Progam TJSL MAMAKU secara ekonomi mampu meningkatkan omzet budidaya ikan dan kepiting pokdakan menjadi Rp15 juta. Omzet kelompok buntiku olahan tambak Rp20 juta, omzet pengembangan wisata mamaku Rp5 juta. Omset budidaya ikan dan kepiting mencapai Rp180 juta/tahun, omset kelompok Buntikku olahan tambak Rp 240 juta/tahun, omset pedagang Pasar Amarta Rp 1,4 miliar/tahun, omset pengembangan Kampung Kepiting Rp 60 juta/tahun dan penghemaatan biaya listrik Rp 18 juta/tahun.
Sedangkan di aspek kesejahteraan, di antaranya muatan lokal budidaya ikan dan kepiting di sekolah lokal dan terbukanya akses logistik melalui pembangunan Pasar Amarta.
Secara sosial, Sekolah setempat memiliki muatan lokal budidaya ikan dan kepiting sebagai salah satu kearifan lokal. Kemudian KK Pra Sejahtera yang terentaskan sebanyak 20 Kepala Keluarga/atau setara 0,41 persen. Selain itu, Program MAMAKU mampu melahirkan 2 kelompok baru yaitu Pokdakan MAMAKU & Buntikku.
MAMAKU juga penghargaan Kampung Iklim Madya 2021, peningkatan kapasitas 20 anggota Pokdakan dan 10 anggota Buntikku, 105 siswa SD dan SMP mendapatkan edukasi cinta lingkungan, terjalinnya komunikasi 5 kelompok masyarakat dan keterlibatan 30 orang dalam budidaya silvofishery.
“Perilaku masyarakat juga berubah dari nelayan jaring apung menjadi nelayan tambak,” tambahnya.
Diharapkan pada tahun 2026 telah terbentuk integrasi wisata edukasi antara Integrated Farming System (Pertanian, Perikanan dan Peternakan), pengolahan limbah ternak dan pengembangan pemasaran terpadu MAMAKU.

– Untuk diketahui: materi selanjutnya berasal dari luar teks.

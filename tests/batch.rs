mod common;

use common::{create, hashcheck_cmd};
use predicates::prelude::*;
use std::fs;
use tempfile::TempDir;

#[test]
fn find_processes_every_tree_and_summarizes() {
    let temp = TempDir::new().unwrap();
    let good = temp.path().join("good");
    let bad = temp.path().join("nested/bad");
    fs::create_dir_all(&good).unwrap();
    fs::create_dir_all(&bad).unwrap();
    fs::write(good.join("f"), "fine").unwrap();
    fs::write(bad.join("f"), "doomed").unwrap();
    create(&good);
    create(&bad);
    fs::remove_file(bad.join("f")).unwrap();

    hashcheck_cmd()
        .arg("verify")
        .arg("--find")
        .arg(temp.path())
        .assert()
        .code(1)
        .stdout(predicate::str::contains("verify OK, 1 files checked"))
        .stdout(predicate::str::contains("L  ./f"))
        .stdout(predicate::str::contains(
            "Summary: 2 directories, 1 with problems, 1 pending accept, 0 pending review",
        ));
}

#[test]
fn literal_directories_continue_past_failure() {
    let temp = TempDir::new().unwrap();
    let missing_manifest = temp.path().join("a");
    let good = temp.path().join("b");
    fs::create_dir(&missing_manifest).unwrap();
    fs::create_dir(&good).unwrap();
    create(&good);

    hashcheck_cmd()
        .arg("verify")
        .arg(&missing_manifest)
        .arg(&good)
        .assert()
        .code(1)
        .stderr(predicate::str::contains("Not initialized"))
        .stdout(predicate::str::contains("verify OK, 0 files checked"));
}

#[test]
fn pending_only_batch_exits_three() {
    let temp = TempDir::new().unwrap();
    create(temp.path());
    fs::write(temp.path().join("new"), "n").unwrap();

    hashcheck_cmd()
        .arg("verify")
        .arg("--find")
        .arg(temp.path())
        .assert()
        .code(3)
        .stdout(predicate::str::contains("A  ./new"));

    hashcheck_cmd()
        .arg("expand")
        .arg("--find")
        .arg(temp.path())
        .assert()
        .success()
        .stdout(predicate::str::contains("1 files added to manifest"));

    hashcheck_cmd()
        .arg("verify")
        .arg("--find")
        .arg(temp.path())
        .assert()
        .success();
    assert!(!temp.path().join(".hashcheck.new").exists());
}

#[test]
fn find_without_manifests_is_discovery_error() {
    let temp = TempDir::new().unwrap();
    fs::create_dir(temp.path().join("empty")).unwrap();

    hashcheck_cmd()
        .arg("verify")
        .arg("--find")
        .arg(temp.path())
        .assert()
        .code(4)
        .stderr(predicate::str::contains("No .hashcheck files found"));
}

Founder & Chairman Indonesia Shared Value Institute, Thendri Supriatno mengungkapkan bahwa program TJSL/CSR harus dijalankan dengan prinsip yang lebih terintegrasi, terarah, terukur dampaknya serta dapat dipertanggungjawabkan.
“TJSL tidak hanya memberikan bantuan, tetapi juga terarah, terukur dan memberikan nilai tambah. Tidak hanya untuk masyarakat, tetapi juga bagi perusahaan. Itu bukan hal yang mudah, ada pertanyaan terkait dasar program, integrasi bisnis, akuntabel hingga pengkuruan SROI. Itu bukan pekerjaan mudah,” terangnya.